The guide discusses the founding of the town by Joseph Whitford who explored the northwestern region of Minnesota under the patronage of James Fergus, after whom the town is named. Beyond this more general knowledge however, the guide also includes some lesser known antidotes. For example, the guide looks back on the first postmaster of the town, a German immigrant who could not read English and so would simply spread the town’s postage out on a table in order for the residents of the community to peruse the letters and pick out which were theirs.
 
The guide also describes the main structures and attractions of the town which remain much the same today. For instance, the city Historical Society Museum of Minnesota (now known as the Otter Tail Historical Society) which exists in the basement of the city hall and to which I was taken every year on a class trip from kindergarten through eighth grade is still one of the town’s primary attractions and is still open 9-5 on weekdays as the guide reports.  The guide also discusses the town’s largest building, the Fergus Falls Mental Hospital which at the time was the second largest such asylum in Minnesota. The mental hospital is still in operation today and has in fact raised in prominence to become the largest such hospital in the Midwest. The guide also discusses the architectural details of the city hall and courthouse which remain virtually identical to the guide’s description today.
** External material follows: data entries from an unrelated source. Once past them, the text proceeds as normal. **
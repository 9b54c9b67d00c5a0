//! In-memory hash store
//!
//! Process-local [`HashStore`] with per-key expiry. Expiry uses
//! `tokio::time::Instant`, so tests can pause and advance the clock.

use async_trait::async_trait;
use std::collections::HashMap;
use std::sync::Arc;
use std::time::Duration;
use tokio::sync::RwLock;
use tokio::time::Instant;

use super::traits::{Connector, HashStore, KeyTtl, SharedStore};
use crate::config::CacheConfig;
use crate::error::{CacheError, Result};

#[derive(Debug, Default)]
struct Entry {
    fields: HashMap<String, String>,
    expires_at: Option<Instant>,
}

impl Entry {
    fn is_expired(&self, now: Instant) -> bool {
        self.expires_at.is_some_and(|at| at <= now)
    }
}

/// In-memory hash store
#[derive(Debug, Default)]
pub struct InMemoryHashStore {
    entries: RwLock<HashMap<String, Entry>>,
}

impl InMemoryHashStore {
    #[must_use]
    pub fn new() -> Self {
        Self::default()
    }

    /// Number of live keys
    pub async fn len(&self) -> usize {
        let now = Instant::now();
        self.entries
            .read()
            .await
            .values()
            .filter(|e| !e.is_expired(now))
            .count()
    }

    pub async fn is_empty(&self) -> bool {
        self.len().await == 0
    }

    // Drop the key if its expiry has passed. Call with the write lock held.
    fn purge_expired(entries: &mut HashMap<String, Entry>, key: &str) {
        let now = Instant::now();
        if entries.get(key).is_some_and(|e| e.is_expired(now)) {
            entries.remove(key);
        }
    }
}

#[async_trait]
impl HashStore for InMemoryHashStore {
    async fn exists(&self, key: &str) -> Result<bool> {
        let now = Instant::now();
        let entries = self.entries.read().await;
        Ok(entries.get(key).is_some_and(|e| !e.is_expired(now)))
    }

    async fn hset(&self, key: &str, field: &str, value: &str) -> Result<bool> {
        let mut entries = self.entries.write().await;
        Self::purge_expired(&mut entries, key);

        let entry = entries.entry(key.to_string()).or_default();
        let previous = entry.fields.insert(field.to_string(), value.to_string());
        Ok(previous.is_none())
    }

    async fn hset_multiple(&self, key: &str, fields: &[(String, String)]) -> Result<()> {
        if fields.is_empty() {
            return Err(CacheError::InvalidInput(
                "hset_multiple requires at least one field".to_string(),
            ));
        }

        let mut entries = self.entries.write().await;
        Self::purge_expired(&mut entries, key);

        let entry = entries.entry(key.to_string()).or_default();
        for (field, value) in fields {
            entry.fields.insert(field.clone(), value.clone());
        }
        Ok(())
    }

    async fn hget(&self, key: &str, field: &str) -> Result<Option<String>> {
        let now = Instant::now();
        let entries = self.entries.read().await;
        Ok(entries
            .get(key)
            .filter(|e| !e.is_expired(now))
            .and_then(|e| e.fields.get(field).cloned()))
    }

    async fn hgetall(&self, key: &str) -> Result<HashMap<String, String>> {
        let now = Instant::now();
        let entries = self.entries.read().await;
        Ok(entries
            .get(key)
            .filter(|e| !e.is_expired(now))
            .map(|e| e.fields.clone())
            .unwrap_or_default())
    }

    async fn expire(&self, key: &str, ttl: Duration) -> Result<bool> {
        let mut entries = self.entries.write().await;
        Self::purge_expired(&mut entries, key);

        match entries.get_mut(key) {
            Some(entry) => {
                // A TTL past the clock's range never fires
                entry.expires_at = Instant::now().checked_add(ttl);
                Ok(true)
            }
            None => Ok(false),
        }
    }

    async fn ttl(&self, key: &str) -> Result<KeyTtl> {
        let now = Instant::now();
        let entries = self.entries.read().await;
        Ok(match entries.get(key).filter(|e| !e.is_expired(now)) {
            None => KeyTtl::Missing,
            Some(Entry { expires_at: None, .. }) => KeyTtl::Persistent,
            Some(Entry {
                expires_at: Some(at),
                ..
            }) => KeyTtl::Expires(at.saturating_duration_since(now)),
        })
    }

    async fn del(&self, key: &str) -> Result<u64> {
        let mut entries = self.entries.write().await;
        Self::purge_expired(&mut entries, key);
        Ok(u64::from(entries.remove(key).is_some()))
    }
}

/// Connector handing out one shared in-memory store
#[derive(Debug, Clone, Default)]
pub struct InMemoryConnector {
    store: Arc<InMemoryHashStore>,
}

impl InMemoryConnector {
    #[must_use]
    pub fn new(store: Arc<InMemoryHashStore>) -> Self {
        Self { store }
    }

    /// The store every connection shares
    #[must_use]
    pub fn store(&self) -> Arc<InMemoryHashStore> {
        Arc::clone(&self.store)
    }
}

#[async_trait]
impl Connector for InMemoryConnector {
    async fn connect(&self, _config: &CacheConfig) -> Result<SharedStore> {
        Ok(self.store.clone() as SharedStore)
    }
}

#[cfg(test)]
mod tests {
    use super::*;

    #[tokio::test]
    async fn test_hset_reports_new_fields() {
        let store = InMemoryHashStore::new();
        assert!(store.hset("k", "f", "1").await.unwrap());
        assert!(!store.hset("k", "f", "2").await.unwrap());
        assert_eq!(store.hget("k", "f").await.unwrap(), Some("2".to_string()));
    }

    #[tokio::test]
    async fn test_absent_key() {
        let store = InMemoryHashStore::new();
        assert!(!store.exists("nope").await.unwrap());
        assert!(store.hgetall("nope").await.unwrap().is_empty());
        assert_eq!(store.ttl("nope").await.unwrap(), KeyTtl::Missing);
        assert!(!store.expire("nope", Duration::from_secs(5)).await.unwrap());
        assert_eq!(store.del("nope").await.unwrap(), 0);
    }

    #[tokio::test(start_paused = true)]
    async fn test_key_expires() {
        let store = InMemoryHashStore::new();
        store.hset("k", "f", "v").await.unwrap();
        assert_eq!(store.ttl("k").await.unwrap(), KeyTtl::Persistent);

        store.expire("k", Duration::from_secs(10)).await.unwrap();
        assert_eq!(
            store.ttl("k").await.unwrap(),
            KeyTtl::Expires(Duration::from_secs(10))
        );

        tokio::time::advance(Duration::from_secs(11)).await;

        assert!(!store.exists("k").await.unwrap());
        assert_eq!(store.hget("k", "f").await.unwrap(), None);
        assert!(store.is_empty().await);

        // A write after expiry starts a fresh, persistent key
        store.hset("k", "g", "w").await.unwrap();
        assert_eq!(store.ttl("k").await.unwrap(), KeyTtl::Persistent);
        assert_eq!(store.hgetall("k").await.unwrap().len(), 1);
    }

    #[tokio::test]
    async fn test_expiry_beyond_clock_range_never_fires() {
        let store = InMemoryHashStore::new();
        store.hset("k", "f", "v").await.unwrap();

        assert!(store.expire("k", Duration::from_secs(u64::MAX)).await.unwrap());
        assert_eq!(store.ttl("k").await.unwrap(), KeyTtl::Persistent);
        assert!(store.exists("k").await.unwrap());
    }

    #[tokio::test]
    async fn test_hset_multiple_rejects_empty() {
        let store = InMemoryHashStore::new();
        let err = store.hset_multiple("k", &[]).await.unwrap_err();
        assert!(matches!(err, CacheError::InvalidInput(_)));
    }

    #[tokio::test]
    async fn test_connector_shares_store() {
        let connector = InMemoryConnector::default();
        let config = CacheConfig::default();

        let a = connector.connect(&config).await.unwrap();
        let b = connector.connect(&config).await.unwrap();
        a.hset("k", "f", "v").await.unwrap();

        assert!(b.exists("k").await.unwrap());
        assert_eq!(connector.store().len().await, 1);
    }
}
Even the two flower mills mentioned in the guide can still be seen alongside the Otter Tail river today but are no longer in operation.
 
It is also still true, as the guide details that Fergus Falls is still home to one of the largest dairy farming co-ops in the country and to which my family’s farm (The Daily Dairy) and the dairy farms of many of my friends families still belong.  Moreover, the Otter Tail Power Company, which is mentioned in the guide, is still the areas predominant employer, probably employing roughly a third of the town today. The only difference is today Otter Tail Power or OTTR is listed on NASDAQ and is a market leader in the area of wind energy.   
 
In conclusion, I think of all the pieces we have read, this one was the most interesting for me personally. I am amazed at how little my small town has really changed over the last eighty years and also feel a  new sense of pride in my origins, leading me to believe that the WPA guides not only inspired Americans to travel, but reaffirmed their pride in their own regional identities.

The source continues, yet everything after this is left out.